Old England is Dying: The BREXIT Judgment and After

England is a country committed to the rule of law. There are fundamental rules that constitute its political and legal order. It is a rule that Parliament is sovereign. It is a rule that Parliament makes the laws. The Government’s role is to govern, subject to the authority of Parliament, and in accordance with law.

As between Parliament and the Government, the Courts are bound to uphold and to enforce their distinct roles when called upon to interpret and apply the law. The distribution of responsibility between Parliament, Government and the Courts – the separation of powers – has formed the foundation of English constitutional arrangements since the 17th Century. Taken together with a respect for fundamental rights, it forms the classical English legal and political tradition.

In the BREXIT judgment of 3 November 2016 the High Court has protected the role of Parliament to make laws against an insurgent Government that seeks to arrogate to itself a right to make and unmake laws. It has defended and conserved the constitutional order. That is all. To attack the judges as ‘enemies of the people’ as the Daily Mail has done, is to misunderstand – grossly – the way in which representative democracy works. The people elect Parliament; Parliament makes the laws. In upholding the right of Parliament to do so, the judges are defending the people’s representatives and their right to make laws. The judges are defending the English legal and political tradition.

It is the Government that seeks to alter the law of England’s without Parliamentary warrant. It is the Government that is delinquent. The BREXIT case is not about whether the UK should leave the EU, it is about who should make new laws or alter existing ones in the days ahead: the Government or Parliament.

The Daily Mail should be celebrating this judgment not condemning it. If the UK is to leave the EU, as a result of this case it will do so using laws made by the people’s elected representatives. Instead, in an effort to defend the Government’s attempt to make and unmake law, the Daily Mail advances a populist, anti-democratic, agenda and attacks judges seeking to uphold the rule of law. It targets the judges personally – identifying one as ‘openly gay’ (as if it were a source of shame) and by his Jewish background – and brands them ‘enemies of the people’. Such techniques are the hallmarks of authoritarian and fascistic movements. To the extent that they run counter to the country’s legal and political tradition, they are un-English.

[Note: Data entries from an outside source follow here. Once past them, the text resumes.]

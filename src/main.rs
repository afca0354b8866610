//! Gap Glider entry point
//!
//! The real game runs inside a host engine (see `web` for the browser
//! bindings). The native binary is a headless demo: a tiny stand-in
//! host with just enough physics to drive the controller end to end -
//! Euler gravity, box overlap for contacts, and an autopilot on the
//! button - so a full crash/restart cycle can be watched from a log.

#[cfg(not(target_arch = "wasm32"))]
mod demo {
    use std::collections::HashMap;

    use glam::Vec2;

    use gap_glider::consts::*;
    use gap_glider::persistence::MemoryStore;
    use gap_glider::sim::{BodyTag, ContactBody, GameEvent, PipePlacement};
    use gap_glider::{Controller, WorldGeom};

    /// Demo-only unit scales: the controller's gravity/impulse values
    /// are host-physics units, the demo maps them to pixels
    const GRAVITY_PIXELS_PER_UNIT: f32 = 150.0;
    const IMPULSE_PIXELS_PER_UNIT: f32 = 30.0;
    /// Autopilot gives up after this much flight time so every life
    /// ends in a crash and the demo terminates
    const AUTOPILOT_STAMINA_SECS: f32 = 25.0;

    /// Host-side mirror of one pipe column
    struct HostPipe {
        placement: PipePlacement,
        x: f32,
        scored: bool,
        gem_taken: bool,
    }

    /// Minimal stand-in for the host engine
    struct DemoHost {
        geom: WorldGeom,
        ground_h: f32,
        bird_pos: Vec2,
        bird_vel: Vec2,
        scroll_rate: f32,
        pipes: HashMap<u32, HostPipe>,
    }

    impl DemoHost {
        fn new(geom: WorldGeom) -> Self {
            Self {
                geom,
                ground_h: 56.0,
                bird_pos: geom.bird_start(),
                bird_vel: Vec2::ZERO,
                scroll_rate: 1.0,
                pipes: HashMap::new(),
            }
        }

        fn bird_body(&self) -> ContactBody {
            ContactBody::new(BodyTag::Bird, self.bird_pos, self.bird_vel)
        }

        /// Apply one event batch the way a real host would
        fn apply(&mut self, events: &[GameEvent]) {
            for event in events {
                match event {
                    GameEvent::PipeSpawned { placement } => {
                        self.pipes.insert(
                            placement.id,
                            HostPipe {
                                x: placement.x,
                                placement: placement.clone(),
                                scored: false,
                                gem_taken: false,
                            },
                        );
                    }
                    GameEvent::PipeRetired { id } => {
                        self.pipes.remove(id);
                    }
                    GameEvent::PipesCleared => self.pipes.clear(),
                    GameEvent::ScrollRateChanged { rate } => self.scroll_rate = *rate,
                    GameEvent::SetBirdVelocity { vel } => self.bird_vel = *vel,
                    GameEvent::BirdImpulse { impulse } => {
                        self.bird_vel += *impulse * IMPULSE_PIXELS_PER_UNIT;
                    }
                    GameEvent::BirdReset { pos } => {
                        self.bird_pos = *pos;
                        self.bird_vel = Vec2::ZERO;
                    }
                    GameEvent::BirdRoll { angle, duration } => {
                        log::info!("terminal roll: {angle:.2} rad over {duration}s");
                    }
                    GameEvent::ScoreChanged { score } => log::info!("label -> Score:{score}"),
                    GameEvent::BestScoreChanged { best } => {
                        log::info!("label -> Best Score:{best}")
                    }
                    GameEvent::SetBirdCollisionMask { .. }
                    | GameEvent::RemoveContactBody { .. } => {}
                }
            }
        }

        /// Integrate bird and pipe motion by one timestep
        fn step_physics(&mut self, dt: f32) {
            self.bird_vel.y += WORLD_GRAVITY.1 * GRAVITY_PIXELS_PER_UNIT * dt;
            self.bird_pos += self.bird_vel * dt;
            let step = self.geom.scroll_speed() * dt * self.scroll_rate;
            for pipe in self.pipes.values_mut() {
                pipe.x -= step;
            }
        }

        /// First contact pair the bird currently produces, if any
        fn detect_contact(&mut self) -> Option<(ContactBody, ContactBody)> {
            let bird = self.bird_body();
            let half_bird = self.geom.bird_size / 2.0;

            if self.bird_pos.y - half_bird.y <= self.ground_h {
                let pos = Vec2::new(self.bird_pos.x, self.ground_h / 2.0);
                return Some((bird, ContactBody::still(BodyTag::Ground, pos)));
            }

            for pipe in self.pipes.values_mut() {
                let anchor = Vec2::new(pipe.x, 0.0);
                for spec in [&pipe.placement.lower, &pipe.placement.upper] {
                    if overlaps(self.bird_pos, half_bird, anchor + spec.offset, spec.size / 2.0) {
                        return Some((bird, ContactBody::still(spec.tag, anchor + spec.offset)));
                    }
                }
                if let Some(gem) = &pipe.placement.gem {
                    if !pipe.gem_taken
                        && overlaps(self.bird_pos, half_bird, anchor + gem.offset, gem.size / 2.0)
                    {
                        pipe.gem_taken = true;
                        return Some((bird, ContactBody::still(BodyTag::Gem, anchor + gem.offset)));
                    }
                }
                let gate = &pipe.placement.gate;
                if !pipe.scored
                    && overlaps(self.bird_pos, half_bird, anchor + gate.offset, gate.size / 2.0)
                {
                    pipe.scored = true;
                    return Some((bird, ContactBody::still(BodyTag::ScoreGate, anchor + gate.offset)));
                }
            }
            None
        }

        /// Flap whenever the bird sinks below the next gap center
        fn autopilot_wants_flap(&self) -> bool {
            let target = self
                .pipes
                .values()
                .filter(|p| p.x + self.geom.pipe_w >= self.bird_pos.x)
                .min_by(|a, b| a.x.total_cmp(&b.x))
                .map(|p| p.placement.gap_center)
                .unwrap_or(self.geom.screen.y * 0.5);
            self.bird_pos.y < target && self.bird_vel.y <= 0.0
        }
    }

    fn overlaps(a_center: Vec2, a_half: Vec2, b_center: Vec2, b_half: Vec2) -> bool {
        (a_center.x - b_center.x).abs() <= a_half.x + b_half.x
            && (a_center.y - b_center.y).abs() <= a_half.y + b_half.y
    }

    pub fn run() {
        let geom = WorldGeom::new(Vec2::new(375.0, 667.0), 50.0, Vec2::new(34.0, 24.0));
        let mut controller = Controller::new(0xC0FFEE, geom, Box::new(MemoryStore::new()));
        let mut host = DemoHost::new(geom);

        let lives = 2;
        for life in 1..=lives {
            log::info!("--- life {life} ---");
            let mut flight_secs = 0.0f32;

            // Run until the crash roll has finished
            while !controller.state.phase.at_rest() {
                if controller.state.phase.is_running() {
                    flight_secs += SIM_DT;
                    if flight_secs < AUTOPILOT_STAMINA_SECS && host.autopilot_wants_flap() {
                        let events = controller.on_primary_input();
                        host.apply(&events);
                    }
                }

                host.step_physics(SIM_DT);
                if let Some((bird, other)) = host.detect_contact() {
                    let events = controller.on_contact(&bird, &other);
                    host.apply(&events);
                }

                let events = controller.on_tick(SIM_DT);
                host.apply(&events);
            }

            log::info!(
                "life {life} over: {} / {}",
                controller.score_label(),
                controller.best_label()
            );

            if life < lives {
                // The same button restarts once the bird is at rest
                let events = controller.on_primary_input();
                host.apply(&events);
            }
        }

        println!(
            "demo finished: {} | {}",
            controller.score_label(),
            controller.best_label()
        );
    }
}

#[cfg(not(target_arch = "wasm32"))]
fn main() {
    env_logger::init();
    log::info!("Gap Glider headless demo starting...");
    demo::run();
}

#[cfg(target_arch = "wasm32")]
fn main() {
    // The wasm surface is the `web` module; this is just to satisfy
    // the compiler for the bin target.
}
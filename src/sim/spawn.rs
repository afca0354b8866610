//! Pipe spawning and retirement
//!
//! Builds full placement data for each new column and keeps the live
//! set bounded by retiring columns that scroll off the left edge.

use glam::Vec2;

use super::gap;
use super::state::{BodySpec, BodyTag, GameEvent, GameState, Pipe, PipePlacement};
use crate::consts::*;

/// Construct placement data for a column with the given gap center.
///
/// Geometry mirrors the visible layout: barriers fill everything above
/// and below the gap, the score gate sits half a bird past the column
/// spanning the full screen height, and a gem (when present) leads the
/// column by `GEM_LEAD_WIDTHS` pipe widths inside the gap.
pub fn build_placement(
    state: &GameState,
    id: u32,
    gap_center: f32,
    gem_fraction: Option<f32>,
) -> PipePlacement {
    let geom = state.geom;
    let screen_h = geom.screen.y;
    let gap_h = geom.gap_height();
    let gap_bottom = gap_center - gap_h / 2.0;
    let gap_top = gap_center + gap_h / 2.0;
    let bird_bit = BodyTag::Bird.bit();

    let lower = BodySpec {
        tag: BodyTag::Pipe,
        offset: Vec2::new(0.0, gap_bottom / 2.0),
        size: Vec2::new(geom.pipe_w, gap_bottom),
        contact_test: bird_bit,
    };
    let upper = BodySpec {
        tag: BodyTag::Pipe,
        offset: Vec2::new(0.0, (gap_top + screen_h) / 2.0),
        size: Vec2::new(geom.pipe_w, screen_h - gap_top),
        contact_test: bird_bit,
    };
    let gate = BodySpec {
        tag: BodyTag::ScoreGate,
        offset: Vec2::new(geom.pipe_w + geom.bird_size.x / 2.0, screen_h / 2.0),
        size: Vec2::new(geom.pipe_w, screen_h),
        contact_test: bird_bit,
    };
    let gem = gem_fraction.map(|frac| BodySpec {
        tag: BodyTag::Gem,
        offset: Vec2::new(
            -geom.pipe_w * GEM_LEAD_WIDTHS,
            gap_bottom + gap_h * frac,
        ),
        size: geom.bird_size,
        contact_test: bird_bit,
    });

    PipePlacement {
        id,
        x: geom.spawn_x(),
        gap_center,
        gap_height: gap_h,
        lower,
        upper,
        gate,
        gem,
    }
}

/// Spawn one pipe column: draw its gap, roll for a gem, record it, and
/// emit the placement for the host.
pub fn spawn_pipe(state: &mut GameState, events: &mut Vec<GameEvent>) {
    let id = state.next_pipe_id();
    let screen_h = state.geom.screen.y;
    let gap_h = state.geom.gap_height();

    let gap_center = gap::gap_center(&mut state.rng, screen_h, gap_h);
    let gem_fraction = gap::gem_roll(&mut state.rng).then(|| gap::gem_fraction(&mut state.rng));

    let placement = build_placement(state, id, gap_center, gem_fraction);
    log::debug!(
        "spawn pipe {} gap_center={:.1} gem={}",
        id,
        gap_center,
        placement.gem.is_some()
    );

    state.pipes.push(Pipe {
        id,
        x: placement.x,
        gap_center,
        has_gem: placement.gem.is_some(),
        spawned_at_tick: state.time_ticks,
    });
    events.push(GameEvent::PipeSpawned { placement });
}

/// Advance live columns by one timestep and retire any that have fully
/// crossed the left edge (one pipe width past it).
pub fn advance_and_retire(state: &mut GameState, dt: f32, events: &mut Vec<GameEvent>) {
    let step = state.geom.scroll_speed() * dt * state.scroll_rate;
    if step != 0.0 {
        for pipe in &mut state.pipes {
            pipe.x -= step;
        }
    }

    let retire_x = state.geom.retire_x();
    for pipe in &state.pipes {
        if pipe.x < retire_x {
            log::debug!("retire pipe {}", pipe.id);
            events.push(GameEvent::PipeRetired { id: pipe.id });
        }
    }
    state.pipes.retain(|p| p.x >= retire_x);
}

/// Run the spawn timer.
///
/// The accumulator advances in scrolled time (`dt * scroll_rate`), so a
/// crash suspends spawning by zeroing the effective rate rather than by
/// tearing the timer down; restart resumes it where it left off.
pub fn run_spawn_timer(state: &mut GameState, dt: f32, events: &mut Vec<GameEvent>) {
    state.spawn_clock += dt * state.scroll_rate;
    while state.spawn_clock >= SPAWN_INTERVAL {
        state.spawn_clock -= SPAWN_INTERVAL;
        spawn_pipe(state, events);
    }
}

On 4 November 2016 a Tory who voted to leave the EU in the Referendum, Stephen Phillips, resigned as an MP, apparently on account of the Government’s anti-democratic policy. That policy is being fed and watered by hysteria, bigotry and prejudice in papers like the Daily Mail; the sentiments that paper encourages among its readers can be gauged by their on-line comments. BREXIT supporters who value the constitutional traditions of this country but who nonetheless chose to read the Daily Mail ought to reflect whether they are being well served by that paper.

In Henrik Ibsen’s ‘An Enemy of the People’ a man stands for his principles against the views of a mob because he considers it the right thing for him to do. Regardless of your views on the UK’s EU membership, whatever your political persuasion, it is time to confront the rancid coverage of this issue in the Daily Mail and like newspapers and hold them to account.